(Collected data)

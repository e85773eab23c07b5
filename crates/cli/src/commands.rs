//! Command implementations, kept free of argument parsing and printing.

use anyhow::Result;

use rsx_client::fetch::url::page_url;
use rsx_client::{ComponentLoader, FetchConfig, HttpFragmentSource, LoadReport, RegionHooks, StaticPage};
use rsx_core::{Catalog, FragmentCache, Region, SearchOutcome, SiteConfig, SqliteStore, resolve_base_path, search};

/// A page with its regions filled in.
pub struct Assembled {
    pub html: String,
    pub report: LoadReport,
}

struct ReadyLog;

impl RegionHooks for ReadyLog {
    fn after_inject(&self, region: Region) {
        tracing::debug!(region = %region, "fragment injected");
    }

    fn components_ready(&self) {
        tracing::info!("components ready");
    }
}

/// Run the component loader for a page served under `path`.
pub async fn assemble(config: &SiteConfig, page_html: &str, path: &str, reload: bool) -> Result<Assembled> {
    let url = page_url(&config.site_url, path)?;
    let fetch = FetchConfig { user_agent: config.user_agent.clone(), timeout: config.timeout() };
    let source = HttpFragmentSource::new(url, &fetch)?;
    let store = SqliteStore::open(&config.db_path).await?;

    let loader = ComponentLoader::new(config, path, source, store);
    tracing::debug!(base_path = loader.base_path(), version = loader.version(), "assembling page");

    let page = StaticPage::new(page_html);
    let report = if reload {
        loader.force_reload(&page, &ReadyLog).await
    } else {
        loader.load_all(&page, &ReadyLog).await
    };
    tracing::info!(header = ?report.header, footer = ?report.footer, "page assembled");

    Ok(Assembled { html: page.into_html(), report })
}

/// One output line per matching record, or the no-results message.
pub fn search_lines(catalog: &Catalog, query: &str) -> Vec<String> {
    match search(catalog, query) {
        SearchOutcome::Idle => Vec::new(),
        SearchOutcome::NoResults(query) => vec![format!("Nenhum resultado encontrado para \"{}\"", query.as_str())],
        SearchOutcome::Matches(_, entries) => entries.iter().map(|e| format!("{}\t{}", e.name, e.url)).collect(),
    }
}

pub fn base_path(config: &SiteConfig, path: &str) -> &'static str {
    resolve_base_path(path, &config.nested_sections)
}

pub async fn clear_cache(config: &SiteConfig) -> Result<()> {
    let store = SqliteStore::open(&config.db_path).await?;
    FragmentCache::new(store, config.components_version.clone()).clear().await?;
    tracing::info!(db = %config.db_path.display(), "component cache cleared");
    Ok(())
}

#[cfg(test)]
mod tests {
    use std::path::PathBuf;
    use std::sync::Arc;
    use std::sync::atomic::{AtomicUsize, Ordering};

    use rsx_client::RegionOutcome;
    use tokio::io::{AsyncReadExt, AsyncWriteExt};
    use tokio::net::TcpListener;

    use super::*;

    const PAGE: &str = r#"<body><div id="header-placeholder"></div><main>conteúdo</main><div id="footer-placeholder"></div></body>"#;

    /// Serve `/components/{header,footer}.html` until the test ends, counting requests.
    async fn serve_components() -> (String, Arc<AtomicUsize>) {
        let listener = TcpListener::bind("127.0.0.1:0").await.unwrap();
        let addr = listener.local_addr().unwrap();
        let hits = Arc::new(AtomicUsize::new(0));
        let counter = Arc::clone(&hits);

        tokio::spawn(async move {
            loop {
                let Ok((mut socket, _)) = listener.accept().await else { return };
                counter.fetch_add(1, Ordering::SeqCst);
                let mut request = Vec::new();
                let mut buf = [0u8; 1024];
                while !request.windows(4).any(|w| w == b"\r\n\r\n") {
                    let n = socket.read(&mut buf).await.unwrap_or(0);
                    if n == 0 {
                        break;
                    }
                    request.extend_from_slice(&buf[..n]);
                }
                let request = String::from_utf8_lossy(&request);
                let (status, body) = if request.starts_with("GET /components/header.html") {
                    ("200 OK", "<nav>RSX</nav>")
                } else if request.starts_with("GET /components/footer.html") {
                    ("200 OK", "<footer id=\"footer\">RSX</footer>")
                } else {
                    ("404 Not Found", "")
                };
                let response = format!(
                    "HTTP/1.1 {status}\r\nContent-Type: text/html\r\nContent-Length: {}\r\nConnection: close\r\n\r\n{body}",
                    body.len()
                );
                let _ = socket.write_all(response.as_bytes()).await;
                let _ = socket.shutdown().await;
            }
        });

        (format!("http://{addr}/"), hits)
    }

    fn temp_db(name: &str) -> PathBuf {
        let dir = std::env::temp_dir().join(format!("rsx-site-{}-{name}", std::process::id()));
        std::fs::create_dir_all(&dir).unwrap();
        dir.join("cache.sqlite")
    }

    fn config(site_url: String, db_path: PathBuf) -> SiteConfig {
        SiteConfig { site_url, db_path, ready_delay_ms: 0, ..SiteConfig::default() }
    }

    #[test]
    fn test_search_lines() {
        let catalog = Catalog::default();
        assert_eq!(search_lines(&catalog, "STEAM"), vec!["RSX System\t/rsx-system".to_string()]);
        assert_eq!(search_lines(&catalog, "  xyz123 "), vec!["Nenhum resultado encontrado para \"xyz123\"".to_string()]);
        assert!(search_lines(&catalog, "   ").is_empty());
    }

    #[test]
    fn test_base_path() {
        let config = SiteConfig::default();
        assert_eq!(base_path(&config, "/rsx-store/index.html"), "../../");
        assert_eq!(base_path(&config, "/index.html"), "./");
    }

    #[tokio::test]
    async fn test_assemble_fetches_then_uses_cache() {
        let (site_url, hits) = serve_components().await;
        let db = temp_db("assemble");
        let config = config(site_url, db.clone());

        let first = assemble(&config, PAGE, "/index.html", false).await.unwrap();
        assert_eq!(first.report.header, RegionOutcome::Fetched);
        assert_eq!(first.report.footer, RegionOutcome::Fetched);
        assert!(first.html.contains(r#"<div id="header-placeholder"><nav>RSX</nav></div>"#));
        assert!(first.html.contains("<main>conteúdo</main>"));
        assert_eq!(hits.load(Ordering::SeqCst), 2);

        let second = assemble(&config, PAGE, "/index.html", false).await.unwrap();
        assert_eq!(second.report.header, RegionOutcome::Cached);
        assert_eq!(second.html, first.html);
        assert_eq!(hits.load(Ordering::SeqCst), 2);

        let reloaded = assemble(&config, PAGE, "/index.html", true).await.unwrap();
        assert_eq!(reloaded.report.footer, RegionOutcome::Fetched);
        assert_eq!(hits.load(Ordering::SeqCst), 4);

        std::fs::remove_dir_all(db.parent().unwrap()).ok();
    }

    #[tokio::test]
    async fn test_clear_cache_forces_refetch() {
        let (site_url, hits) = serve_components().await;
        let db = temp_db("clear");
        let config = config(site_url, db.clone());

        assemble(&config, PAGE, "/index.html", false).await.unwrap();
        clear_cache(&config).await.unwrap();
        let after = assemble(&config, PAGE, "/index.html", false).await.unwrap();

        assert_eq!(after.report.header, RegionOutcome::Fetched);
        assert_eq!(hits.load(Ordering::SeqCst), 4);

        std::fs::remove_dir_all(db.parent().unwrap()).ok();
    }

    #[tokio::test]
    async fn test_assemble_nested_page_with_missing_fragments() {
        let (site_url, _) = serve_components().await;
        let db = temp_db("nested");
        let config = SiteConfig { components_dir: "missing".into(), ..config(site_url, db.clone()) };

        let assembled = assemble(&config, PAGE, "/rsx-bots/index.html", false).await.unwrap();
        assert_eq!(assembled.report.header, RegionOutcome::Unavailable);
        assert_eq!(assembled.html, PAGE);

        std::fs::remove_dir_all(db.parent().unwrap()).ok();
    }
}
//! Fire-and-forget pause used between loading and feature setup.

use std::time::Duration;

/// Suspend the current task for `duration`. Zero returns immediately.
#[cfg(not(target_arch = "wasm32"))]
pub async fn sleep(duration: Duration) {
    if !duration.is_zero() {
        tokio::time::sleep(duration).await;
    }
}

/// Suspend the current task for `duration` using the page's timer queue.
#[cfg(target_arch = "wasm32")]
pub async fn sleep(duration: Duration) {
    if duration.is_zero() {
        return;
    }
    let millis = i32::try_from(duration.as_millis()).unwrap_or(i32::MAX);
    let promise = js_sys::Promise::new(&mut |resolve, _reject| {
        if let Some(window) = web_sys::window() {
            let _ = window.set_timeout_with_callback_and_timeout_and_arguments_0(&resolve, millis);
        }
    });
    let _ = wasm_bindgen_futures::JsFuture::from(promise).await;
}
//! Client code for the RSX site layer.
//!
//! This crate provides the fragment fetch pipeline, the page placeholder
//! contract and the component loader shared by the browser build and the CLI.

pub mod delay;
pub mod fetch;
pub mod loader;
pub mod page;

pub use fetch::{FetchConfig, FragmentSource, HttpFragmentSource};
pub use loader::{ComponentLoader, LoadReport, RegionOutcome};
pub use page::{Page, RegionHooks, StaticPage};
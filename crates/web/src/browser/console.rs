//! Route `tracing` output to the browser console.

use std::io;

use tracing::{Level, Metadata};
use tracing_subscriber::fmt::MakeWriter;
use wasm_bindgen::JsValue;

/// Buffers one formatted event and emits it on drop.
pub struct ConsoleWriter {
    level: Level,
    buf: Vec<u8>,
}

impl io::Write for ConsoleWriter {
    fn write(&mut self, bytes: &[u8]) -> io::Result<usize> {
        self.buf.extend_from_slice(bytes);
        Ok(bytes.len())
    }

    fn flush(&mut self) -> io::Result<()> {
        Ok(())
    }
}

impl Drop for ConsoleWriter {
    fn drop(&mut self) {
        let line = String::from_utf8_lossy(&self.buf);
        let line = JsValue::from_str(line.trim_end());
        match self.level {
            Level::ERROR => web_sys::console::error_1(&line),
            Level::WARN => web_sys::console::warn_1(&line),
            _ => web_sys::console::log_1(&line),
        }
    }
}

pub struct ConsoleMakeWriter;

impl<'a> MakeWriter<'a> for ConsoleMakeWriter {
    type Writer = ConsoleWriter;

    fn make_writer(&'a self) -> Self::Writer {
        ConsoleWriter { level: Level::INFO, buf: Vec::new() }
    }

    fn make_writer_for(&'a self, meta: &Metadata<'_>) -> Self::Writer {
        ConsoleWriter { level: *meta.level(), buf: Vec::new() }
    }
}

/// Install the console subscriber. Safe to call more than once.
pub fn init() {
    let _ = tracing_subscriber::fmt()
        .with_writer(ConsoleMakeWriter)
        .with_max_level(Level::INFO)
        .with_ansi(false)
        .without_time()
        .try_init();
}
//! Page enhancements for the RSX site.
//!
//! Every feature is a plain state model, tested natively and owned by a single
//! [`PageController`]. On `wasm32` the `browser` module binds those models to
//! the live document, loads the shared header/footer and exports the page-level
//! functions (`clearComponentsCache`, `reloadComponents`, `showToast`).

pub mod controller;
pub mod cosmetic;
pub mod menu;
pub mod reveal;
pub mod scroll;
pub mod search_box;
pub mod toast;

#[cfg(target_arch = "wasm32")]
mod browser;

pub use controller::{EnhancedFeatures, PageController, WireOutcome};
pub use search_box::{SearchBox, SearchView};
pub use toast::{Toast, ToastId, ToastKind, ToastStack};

--- What you need to do ---
Every line in the records above that contains the word "struct" is to be copied out.

--- Exercise output ---
pub struct Assembled {
struct ReadyLog;
pub struct ConsoleWriter {
pub struct ConsoleMakeWriter;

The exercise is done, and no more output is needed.